Additionally those at risk for acquiring hemophilia appear to be in the population group of immune-suppressed individuals, including geriatrics diabetics and those in the early stages of an HIV infection.
(“Acquired Haemophilia May Be Associated With Clopidogrel” Montaser Haj at al; British Medical Journal August 2004; pages 329:323).
In addition to the health hazards affecting the above-noted population groups, there are significant risks to every jacketed stent recipient receiving lifetime Clopidogrel.

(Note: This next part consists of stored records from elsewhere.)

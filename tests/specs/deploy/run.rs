//! Deployment specs

use crate::prelude::*;

#[test]
fn successful_deploy_brings_bot_online() {
    let state = StateDir::fast();

    state
        .anayat()
        .args(&["deploy", "--always-succeed"])
        .passes()
        .stdout_has("📦 Validating Input...")
        .stdout_has("[100%] ✅ Starting Services - Completed")
        .stdout_has("Deployment Completed Successfully! (5/5 steps completed)")
        .stderr_has("Deployment Completed Successfully!");

    state
        .anayat()
        .args(&["status"])
        .passes()
        .stdout_has("ONLINE");
}

#[test]
fn failed_deploy_exits_nonzero_and_names_step() {
    let state = StateDir::fast();

    state
        .anayat()
        .args(&["deploy", "--fail-at", "2"])
        .fails()
        .stdout_has("[ 60%] ❌ Failed at: Installing Packages")
        .stdout_has("Deployment Failed: Failed at: Installing Packages (2/5 steps completed)")
        .stdout_lacks("Configuring Bot");

    state
        .anayat()
        .args(&["status"])
        .passes()
        .stdout_has("OFFLINE");
}

#[test]
fn zero_probability_fails_first_step() {
    let out = StateDir::fast()
        .anayat()
        .args(&["--format", "json", "deploy", "--probability", "0", "--seed", "1"])
        .fails();

    let json = out.json();
    assert_eq!(json["outcome"], "failure");
    assert_eq!(json["failed_step_index"], 0);
    assert_eq!(json["completed_steps"], 0);
    assert_eq!(json["label"], "Retry Deployment");
}

#[test]
fn json_report_for_success() {
    let out = StateDir::fast()
        .anayat()
        .args(&["--format", "json", "deploy", "--always-succeed"])
        .passes();

    let json = out.json();
    assert_eq!(json["outcome"], "success");
    assert_eq!(json["completed_steps"], 5);
    assert_eq!(json["total_steps"], 5);
    assert_eq!(json["message"], "Deployment Completed Successfully!");
    assert_eq!(json["label"], "Deploy Complete");
}

#[test]
fn negative_step_duration_is_rejected() {
    let state = StateDir::empty();
    state.file(
        "config.toml",
        "[deploy]\nsteps = [{ name = \"Build\", duration_ms = -5 }]\n",
    );

    state
        .anayat()
        .args(&["deploy", "--always-succeed"])
        .fails()
        .stderr_has("Build");
}

#[test]
fn empty_plan_succeeds_immediately() {
    let state = StateDir::empty();
    state.file("config.toml", "[deploy]\nsteps = []\n");

    state
        .anayat()
        .args(&["deploy"])
        .passes()
        .stdout_has("(0/0 steps completed)");
}
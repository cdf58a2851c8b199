// SPDX-License-Identifier: BUSL-1.1
// Copyright (c) 2026 Alfred Jean LLC

// Allow panic!/unwrap/expect in test code
#![cfg_attr(test, allow(clippy::panic))]
#![cfg_attr(test, allow(clippy::unwrap_used))]
#![cfg_attr(test, allow(clippy::expect_used))]

//! anayat - bot dashboard CLI

mod commands;
mod logging;
mod output;
mod paths;

use anayat_adapters::{ConsoleNotifyAdapter, NoOpNotifyAdapter, NotifyAdapter};
use anayat_core::{CancellationToken, DashboardConfig};
use anayat_engine::{Dashboard, DashboardDeps, EngineError};
use anayat_storage::FileStore;
use anyhow::Result;
use clap::{Parser, Subcommand};
use commands::{bot, deploy, monitor, settings, terminal, Context};
use output::OutputFormat;
use std::path::PathBuf;
use std::process::ExitCode;

/// Exit code for a run interrupted with Ctrl-C
const EXIT_CANCELLED: u8 = 130;

#[derive(Parser)]
#[command(name = "anayat", version, about = "Anayat bot dashboard")]
struct Cli {
    /// Directory holding preferences, logs, and backups
    #[arg(long, global = true)]
    state_dir: Option<PathBuf>,

    /// Config file (default: <state-dir>/config.toml)
    #[arg(long, global = true)]
    config: Option<PathBuf>,

    #[arg(long, global = true, value_enum, default_value = "text")]
    format: OutputFormat,

    /// Do not print notifications
    #[arg(long, short, global = true)]
    quiet: bool,

    #[command(subcommand)]
    command: Commands,
}

#[derive(Subcommand)]
enum Commands {
    /// Run the deployment sequence
    Deploy(deploy::DeployArgs),
    /// Restart the bot
    Restart,
    /// Stop the bot
    Stop {
        /// Confirm the stop
        #[arg(long, short)]
        yes: bool,
    },
    /// Update the bot to the latest version
    Update,
    /// Write a backup snapshot
    Backup {
        /// Output directory (default: <state-dir>/backups)
        #[arg(long)]
        out: Option<PathBuf>,
    },
    /// Run a quick action by name
    Action(bot::ActionArgs),
    /// Run a terminal command
    Exec {
        #[arg(required = true, trailing_var_arg = true)]
        command: Vec<String>,
    },
    /// Sample system statistics
    Stats {
        #[arg(long)]
        seed: Option<u64>,
    },
    /// Watch bot status and system statistics
    Monitor(monitor::MonitorArgs),
    /// Show recent system logs
    Logs,
    /// Show bot status
    Status,
    /// Bot configuration
    Config(settings::ConfigArgs),
    /// Show or change the dashboard theme
    Theme(settings::ThemeArgs),
}

#[tokio::main]
async fn main() -> Result<ExitCode> {
    let cli = Cli::parse();

    let state_dir = paths::state_dir(cli.state_dir.clone())?;
    let _guard = logging::setup_logging(&state_dir)?;

    let config = DashboardConfig::load(&paths::config_path(&state_dir, cli.config.clone()))?;
    let store = FileStore::open(state_dir.join(paths::PREFERENCES_FILE))?;

    let cancel = CancellationToken::new();
    let handler_token = cancel.clone();
    ctrlc::set_handler(move || {
        eprintln!("\nCancelling...");
        handler_token.cancel();
    })?;

    let ctx = Context {
        state_dir,
        format: cli.format,
    };

    let result = if cli.quiet {
        run(cli.command, config, store, NoOpNotifyAdapter, cancel, &ctx).await
    } else {
        run(cli.command, config, store, ConsoleNotifyAdapter, cancel, &ctx).await
    };

    match result {
        Err(e) if matches!(e.downcast_ref::<EngineError>(), Some(EngineError::Cancelled)) => {
            tracing::info!("cancelled by user");
            eprintln!("Cancelled");
            Ok(ExitCode::from(EXIT_CANCELLED))
        }
        other => other,
    }
}

async fn run<N: NotifyAdapter>(
    command: Commands,
    config: DashboardConfig,
    store: FileStore,
    notify: N,
    cancel: CancellationToken,
    ctx: &Context,
) -> Result<ExitCode> {
    let dashboard =
        Dashboard::new(config, DashboardDeps { store, notify })?.with_cancellation(cancel);

    match command {
        Commands::Deploy(args) => return deploy::handle(&dashboard, args, ctx).await,
        Commands::Restart => bot::restart(&dashboard, ctx).await?,
        Commands::Stop { yes } => bot::stop(&dashboard, yes, ctx).await?,
        Commands::Update => bot::update(&dashboard, ctx).await?,
        Commands::Backup { out } => bot::backup(&dashboard, out, ctx).await?,
        Commands::Action(args) => return bot::action(&dashboard, args, ctx).await,
        Commands::Exec { command } => terminal::exec(&dashboard, &command.join(" "), ctx).await?,
        Commands::Stats { seed } => monitor::stats(seed, ctx)?,
        Commands::Monitor(args) => monitor::watch(&dashboard, args, ctx).await?,
        Commands::Logs => bot::logs(&dashboard, ctx).await?,
        Commands::Status => settings::status(&dashboard, ctx)?,
        Commands::Config(args) => settings::config(&dashboard, args, ctx).await?,
        Commands::Theme(args) => settings::theme(&dashboard, args, ctx)?,
    }

    Ok(ExitCode::SUCCESS)
}
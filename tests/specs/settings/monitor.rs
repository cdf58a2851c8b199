//! Stats and monitor specs

use crate::prelude::*;

#[test]
fn seeded_stats_are_reproducible() {
    let state = StateDir::fast();
    let first = state
        .anayat()
        .args(&["--format", "json", "stats", "--seed", "42"])
        .passes();
    let second = state
        .anayat()
        .args(&["--format", "json", "stats", "--seed", "42"])
        .passes();

    similar_asserts::assert_eq!(first.stdout, second.stdout);

    let json = first.json();
    assert!(json["cpu_percent"].as_u64().unwrap() < 100);
    assert!(json["memory_mb"].as_u64().unwrap() >= 128);
}

#[test]
fn monitor_stops_after_tick_limit() {
    let out = StateDir::fast()
        .anayat()
        .args(&["--format", "json", "monitor", "--ticks", "2", "--seed", "3"])
        .passes();

    let ticks: Vec<serde_json::Value> = out
        .stdout
        .lines()
        .map(|line| serde_json::from_str(line).unwrap())
        .collect();
    assert_eq!(ticks.len(), 2);
    assert_eq!(ticks[0]["tick"], 1);
    assert_eq!(ticks[1]["tick"], 2);
    assert_eq!(ticks[1]["status"], "offline");
}

#[test]
fn monitor_text_output_shows_stats() {
    StateDir::fast()
        .anayat()
        .args(&["monitor", "--ticks", "1"])
        .passes()
        .stdout_has("Monitoring every")
        .stdout_has("#1 🔴 OFFLINE")
        .stdout_has("CPU: ");
}
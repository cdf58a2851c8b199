// SPDX-License-Identifier: BUSL-1.1
// Copyright (c) 2026 Alfred Jean LLC

// Allow panic!/unwrap/expect in test code
#![cfg_attr(test, allow(clippy::panic))]
#![cfg_attr(test, allow(clippy::unwrap_used))]
#![cfg_attr(test, allow(clippy::expect_used))]
// Enable coverage(off) attribute for excluding test infrastructure
#![cfg_attr(coverage_nightly, feature(coverage_attribute))]

//! Adapters for external I/O

pub mod notify;
pub mod traced;

pub use notify::{ConsoleNotifyAdapter, NoOpNotifyAdapter, NotifyAdapter, NotifyError};
pub use traced::{TracedReporter, TracedStore};

// Test support - only compiled for tests or when explicitly requested
#[cfg(any(test, feature = "test-support"))]
pub use notify::FakeNotifyAdapter;
// SPDX-License-Identifier: BUSL-1.1
// Copyright (c) 2026 Alfred Jean LLC

//! Notification delivery adapters

mod console;

pub use console::{ConsoleNotifyAdapter, NoOpNotifyAdapter};

// Test support - only compiled for tests or when explicitly requested
#[cfg(any(test, feature = "test-support"))]
mod fake;
#[cfg(any(test, feature = "test-support"))]
pub use fake::FakeNotifyAdapter;

use anayat_core::Notification;
use async_trait::async_trait;
use thiserror::Error;

#[derive(Debug, Error)]
pub enum NotifyError {
    #[error("notification failed: {0}")]
    Failed(String),
}

/// Adapter trait for notification delivery
#[async_trait]
pub trait NotifyAdapter: Clone + Send + Sync + 'static {
    /// Deliver a notification
    async fn notify(&self, notification: Notification) -> Result<(), NotifyError>;
}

To prevent excessive bleeding in conjunction with virtually any surgery, Clopidogrel administration must be ceased for a significant period of time both pre-operatively and post-operatively. As a result, patients and surgeons are presented with a Hobson's choice of ceasing Clopidogrel administration and risking death from emboli or continuing Clopidogrel and risking embolism-free bleeding, hemorrhage and death.
In general, jacketed stents, while aiding in preventing restenosis, are associated with many significant, as yet unsolved, problems that can result in death.
There is thus a widely recognized need for a stent jacket that does not require the administration of a platelet aggregation reducing API and it would be highly advantageous to have, a stent devoid of the above limitations.